El gobierno porteño anunciará el próximo mes un nuevo plan estratégico integral de rediseño del sistema de seguridad vial, que entre otras medidas, prevé un sistema de puntaje para el registro de conducir, que tendrá como finalidad penalizar la reiteración de infracciones de tránsito y podrá acarrear la inhabilitación permanente para manejar vehículos.
La iniciativa será anunciada el mes próximo y que algunas medidas podrán comenzar a regir a penas sancionado mientras que otras requerirán de la aprobación de la Legislatura local, con la que se está consensuando el proyecto, según informó a ese diario el ministro de Gobierno porteño, Diego Gorgal.
El programa contempla, también, la obligatoriedad del dictado de clases sobre seguridad vial en las escuelas primarias y secundarias que dependen del gobierno de la ciudad, nuevas pruebas para quienes deban tramitar la licencia, la intensificación en la calle de los controles de alcoholemia, la verificación técnica vehicular y campañas de concientización en conjunto con ONG especializadas.
El sistema de puntaje prevé que el conductor tenga 20 puntos de inicio y, a medida que cometa infracciones, irá bajando el puntaje. Cuando llegue a cero será inhabilitado en forma transitoria y la reincidencia provocará el retiro definitivo de la licencia.
Las faltas de tránsito se dividirán en leves (restarán de 1 a 3 puntos), graves (4 a 6) y muy graves (7 a 10). La primera vez que un conductor alcance el límite cero, se lo inhabilitará para conducir por 90 días; la segunda vez, por 180; la tercera, por un año, y si continúa en la reiteración de faltas, finalmente se le retendrá la licencia de conducir de manera permanente.
El plan estratégico integral de rediseño del sistema de seguridad vial -tal sería su nombre- también incluye la creación de un nuevo sistema para habilitar a los conductores.
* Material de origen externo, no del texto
//! Segment Colorizer
//!
//! Turns a column into discrete segment labels and maps those labels onto a
//! fixed qualitative palette.
use crate::data::{Column, Dataset, Scalar};
use crate::errors::RenderError;
use crate::utils::{quantile_sorted, sorted_finite};
use hashbrown::HashMap;
use log::warn;
use ordered_float::OrderedFloat;
use plotters::style::RGBColor;
use std::collections::HashSet;
use std::fmt::{self, Display};
use std::hash::Hash;

/// The `Set1` qualitative palette.
pub const PALETTE: [RGBColor; 9] = [
    RGBColor(228, 26, 28),   // Red
    RGBColor(55, 126, 184),  // Blue
    RGBColor(77, 175, 74),   // Green
    RGBColor(152, 78, 163),  // Purple
    RGBColor(255, 127, 0),   // Orange
    RGBColor(255, 255, 51),  // Yellow
    RGBColor(166, 86, 40),   // Brown
    RGBColor(247, 129, 191), // Pink
    RGBColor(153, 153, 153), // Grey
];

const QUARTILES: [f64; 5] = [0.0, 0.25, 0.5, 0.75, 1.0];

/// The discrete label a row falls under when segmenting by a column.
#[derive(Debug, Clone, PartialEq, Eq, Hash, PartialOrd, Ord)]
pub enum SegmentLabel {
    /// The raw value of a categorical column.
    Value(Scalar),
    /// Quartile bin of a continuous column. Bin 0 is closed on both ends,
    /// the others are open on the left.
    Quartile {
        index: usize,
        lower: OrderedFloat<f64>,
        upper: OrderedFloat<f64>,
    },
    /// A continuous value that could not be binned (NaN).
    Missing,
}

impl Display for SegmentLabel {
    fn fmt(&self, f: &mut fmt::Formatter) -> fmt::Result {
        match self {
            SegmentLabel::Value(v) => write!(f, "{}", v),
            SegmentLabel::Quartile { index: 0, lower, upper } => write!(f, "[{}, {}]", lower, upper),
            SegmentLabel::Quartile { lower, upper, .. } => write!(f, "({}, {}]", lower, upper),
            SegmentLabel::Missing => write!(f, "NaN"),
        }
    }
}

/// Segment labels for every row of `dataset[col]`.
///
/// Columns listed in `numeric_cols` are binned into quartiles, every other
/// column is segmented by its raw values.
pub fn segment_labels(
    dataset: &Dataset,
    col: &str,
    numeric_cols: &HashSet<String>,
) -> Result<Vec<SegmentLabel>, RenderError> {
    let column = dataset.require(col)?;
    if numeric_cols.contains(col) {
        match column {
            Column::Numeric(values) => Ok(quartile_bins(values)),
            Column::Categorical(_) => Err(RenderError::InvalidParameter(
                "segment".to_string(),
                format!("numeric values in continuous column {}", col),
                "text".to_string(),
            )),
        }
    } else {
        Ok(column.scalars().into_iter().map(SegmentLabel::Value).collect())
    }
}

/// Bin edges at the quartiles of the finite values, duplicate edges dropped.
pub fn quartile_edges(values: &[f64]) -> Vec<f64> {
    let sorted = sorted_finite(values);
    if sorted.is_empty() {
        return Vec::new();
    }
    let mut edges: Vec<f64> = QUARTILES.iter().map(|q| quantile_sorted(&sorted, *q)).collect();
    edges.dedup();
    edges
}

/// Assign each value to its quartile bin.
///
/// At most four bins are produced. When every finite value is identical a
/// single bin covers them all.
pub fn quartile_bins(values: &[f64]) -> Vec<SegmentLabel> {
    let edges = quartile_edges(values);
    values
        .iter()
        .map(|v| {
            if !v.is_finite() || edges.is_empty() {
                return SegmentLabel::Missing;
            }
            if edges.len() == 1 {
                return SegmentLabel::Quartile {
                    index: 0,
                    lower: OrderedFloat(edges[0]),
                    upper: OrderedFloat(edges[0]),
                };
            }
            let last = edges.len() - 2;
            let index = edges[1..].iter().position(|upper| v <= upper).unwrap_or(last);
            SegmentLabel::Quartile {
                index,
                lower: OrderedFloat(edges[index]),
                upper: OrderedFloat(edges[index + 1]),
            }
        })
        .collect()
}

/// Per-row colors plus the label to color mapping, in first-seen label order.
#[derive(Debug, Clone, PartialEq)]
pub struct ColorAssignment<T> {
    pub per_row: Vec<RGBColor>,
    pub mapping: Vec<(T, RGBColor)>,
}

impl<T: PartialEq> ColorAssignment<T> {
    pub fn color_of(&self, label: &T) -> Option<RGBColor> {
        self.mapping.iter().find(|(l, _)| l == label).map(|(_, c)| *c)
    }
}

/// Color each distinct label with the next palette entry, in order of first
/// appearance, and give every row its label's color.
///
/// Labels past the ninth reuse the palette from the start.
pub fn assign_colors<T: Eq + Hash + Clone>(labels: &[T]) -> ColorAssignment<T> {
    let mut index: HashMap<&T, usize> = HashMap::new();
    let mut mapping = Vec::new();
    let per_row = labels
        .iter()
        .map(|label| {
            let next = index.len();
            let i = *index.entry(label).or_insert_with(|| {
                let color = PALETTE[next % PALETTE.len()];
                mapping.push((label.clone(), color));
                next
            });
            PALETTE[i % PALETTE.len()]
        })
        .collect();
    if mapping.len() > PALETTE.len() {
        warn!(
            "{} segments exceed the {} palette colors, colors will repeat",
            mapping.len(),
            PALETTE.len()
        );
    }
    ColorAssignment { per_row, mapping }
}
impl AttributionMatrix {
    /// Build from one vector per feature.
    pub fn new(names: Vec<String>, columns: Vec<Vec<f64>>) -> Result<Self, ShapDashError> {
        if names.len() != columns.len() {
            return Err(ShapDashError::Schema(format!(
                "{} feature names for {} attribution columns",
                names.len(),
                columns.len()
            )));
        }
        let rows = columns.first().map_or(0, Vec::len);
        if let Some((name, col)) = names.iter().zip(columns.iter()).find(|(_, c)| c.len() != rows) {
            return Err(ShapDashError::Schema(format!(
                "attribution column {} has {} rows, expected {}",
                name,
                col.len(),
                rows
            )));
        }
        Ok(AttributionMatrix {
            names,
            columns,
            rows,
            expected_value: None,
        })
    }

    /// Build from a row major buffer of `rows * names.len()` values.
    pub fn from_row_major(names: Vec<String>, data: &[f64], rows: usize) -> Result<Self, ShapDashError> {
        let cols = names.len();
        if data.len() != rows * cols {
            return Err(ShapDashError::Schema(format!(
                "expected {} attribution values, found {}",
                rows * cols,
                data.len()
            )));
        }
        let columns = (0..cols)
            .map(|j| data.iter().skip(j).step_by(cols.max(1)).copied().collect())
            .collect();
        Self::new(names, columns)
    }

    pub fn with_expected_value(mut self, expected_value: f64) -> Self {
        self.expected_value = Some(expected_value);
        self
    }

    pub fn expected_value(&self) -> Option<f64> {
        self.expected_value
    }

    pub fn rows(&self) -> usize {
        self.rows
    }

    pub fn cols(&self) -> usize {
        self.names.len()
    }

    pub fn feature_names(&self) -> &[String] {
        &self.names
    }

    pub fn contains(&self, name: &str) -> bool {
        self.names.iter().any(|n| n == name)
    }

    /// The attributions of one feature; a missing feature is a render error.
    pub fn column(&self, name: &str) -> Result<&[f64], RenderError> {
        self.names
            .iter()
            .position(|n| n == name)
            .map(|i| self.columns[i].as_slice())
            .ok_or_else(|| RenderError::MissingColumn(name.to_string(), "attribution matrix".to_string()))
    }

    /// Attributions of a single row, in feature order.
    pub fn row(&self, row: usize) -> Vec<f64> {
        self.columns.iter().map(|c| c[row]).collect()
    }

    /// Mean absolute attribution of each feature, in feature order.
    pub fn mean_abs(&self) -> Vec<f64> {
        self.columns
            .iter()
            .map(|c| {
                if c.is_empty() {
                    0.0
                } else {
                    c.iter().map(|v| v.abs()).sum::<f64>() / c.len() as f64
                }
            })
            .collect()
    }

    pub fn from_csv_path<P: AsRef<Path>>(path: P) -> Result<Self, ShapDashError> {
        let ds = Dataset::from_csv_path(path)?;
        Self::try_from(ds)
    }

    pub fn to_csv_path<P: AsRef<Path>>(&self, path: P) -> Result<(), ShapDashError> {
        Dataset::from(self).to_csv_path(path)
    }
}
use anyhow::{bail, Context, Result};
use clap::{Parser, Subcommand};
use shapdash::config::ProjectConfig;
use shapdash::data::{AttributionMatrix, Dataset};
use shapdash::plot::{DependencePlot, Figure, Interaction, SummaryPlot, SummaryPlotType};
use shapdash::{pipeline, server};
use std::path::PathBuf;
use std::sync::Arc;
use tracing_subscriber::EnvFilter;

#[derive(Parser)]
#[command(name = "shapdash", version, about = "SHAP dependence-plot dashboard")]
struct Cli {
    /// Project configuration file. Defaults to conf/parameters.toml when present.
    #[arg(short, long, global = true)]
    config: Option<PathBuf>,

    #[command(subcommand)]
    command: Command,
}

#[derive(Subcommand)]
enum Command {
    /// Fit the model, report test accuracy and write the attribution matrix.
    Run,
    /// Serve the interactive dashboard.
    Serve {
        #[arg(long)]
        host: Option<String>,
        #[arg(long)]
        port: Option<u16>,
    },
    /// Render a single plot to a PNG file.
    Plot {
        /// Feature to plot. Without it the feature importance plot is drawn.
        #[arg(long)]
        feature: Option<String>,
        /// Color points by this column's segments.
        #[arg(long, conflicts_with = "interaction")]
        segment: Option<String>,
        /// Color points by this column, or `auto`.
        #[arg(long)]
        interaction: Option<String>,
        /// Overlay the median contribution line.
        #[arg(long)]
        median: bool,
        #[arg(long, default_value_t = SummaryPlotType::Bar)]
        plot_type: SummaryPlotType,
        #[arg(short, long)]
        out: PathBuf,
    },
}

fn main() -> Result<()> {
    tracing_subscriber::fmt()
        .with_env_filter(EnvFilter::try_from_default_env().unwrap_or_else(|_| EnvFilter::new("info")))
        .init();

    let cli = Cli::parse();
    let config = ProjectConfig::load(cli.config.as_deref()).context("loading configuration")?;

    match cli.command {
        Command::Run => {
            let out = pipeline::run(&config)?;
            println!("Model accuracy on test set: {:.2}%", out.accuracy * 100.0);
        }
        Command::Serve { host, port } => {
            let host = host.unwrap_or_else(|| config.dashboard.host.clone());
            let port = port.unwrap_or(config.dashboard.port);
            let dashboard = server::Dashboard::load(config).context("loading dashboard data")?;
            let runtime = tokio::runtime::Runtime::new()?;
            runtime.block_on(server::serve(Arc::new(dashboard), &host, port))?;
        }
        Command::Plot {
            feature,
            segment,
            interaction,
            median,
            plot_type,
            out,
        } => {
            let dataset = Dataset::from_csv_path(&config.paths.train_x)?;
            let attributions = AttributionMatrix::from_csv_path(&config.paths.shap_values)?;
            let mut figure = Figure::new(config.dashboard.figure_width, config.dashboard.figure_height);
            match feature {
                Some(feature) => DependencePlot::new(feature)
                    .interaction(Interaction::parse(interaction.as_deref()))
                    .segment(segment)
                    .numeric_cols(config.numeric_cols.clone())
                    .median(median)
                    .bins(config.dashboard.histogram_bins)
                    .target(config.target_var.clone())
                    .render(&mut figure, &dataset, &attributions)?,
                None => {
                    if segment.is_some() || interaction.is_some() {
                        bail!("--segment and --interaction need a --feature");
                    }
                    SummaryPlot::new(plot_type).render(&mut figure, &dataset, &attributions)?
                }
            }
            figure.save_png(&out)?;
            println!("Wrote {}", out.display());
        }
    }
    Ok(())
}
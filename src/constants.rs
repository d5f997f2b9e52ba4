pub const AUTO_INTERACTION: &str = "auto";
pub const DEFAULT_HISTOGRAM_BINS: usize = 35;
pub const DEFAULT_FIGURE_WIDTH: u32 = 1500;
pub const DEFAULT_FIGURE_HEIGHT: u32 = 1000;
pub const SCATTER_ALPHA: f64 = 0.5;
pub const HISTOGRAM_ALPHA: f64 = 0.3;
pub const DOT_SIZE: u32 = 3;
pub const AXIS_PADDING: f64 = 0.05;
pub const MAX_SEGMENT_CARDINALITY: usize = 5;
pub const MAX_SUMMARY_FEATURES: usize = 20;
Los cambios contemplarían un nuevo circuito de mando del vehículo y pruebas en simuladores.
El anuncio abarca una fuerte reforma en la supervisión del tránsito, incluido un afianzamiento de los controles de alcoholemia; la reglamentación de leyes pendientes aprobadas, como la de verificación técnica obligatoria, y campañas de concientización realizadas junto con ONG especializadas, sumadas a una propia.
Además, se realizará una reforma a nivel judicial, con una justicia especializada en tránsito. Para eso se abrirá un concurso para ocupar 60 nuevos cargos como controladores administrativos de faltas. Pero, para eso, antes deberán modificar el código de faltas.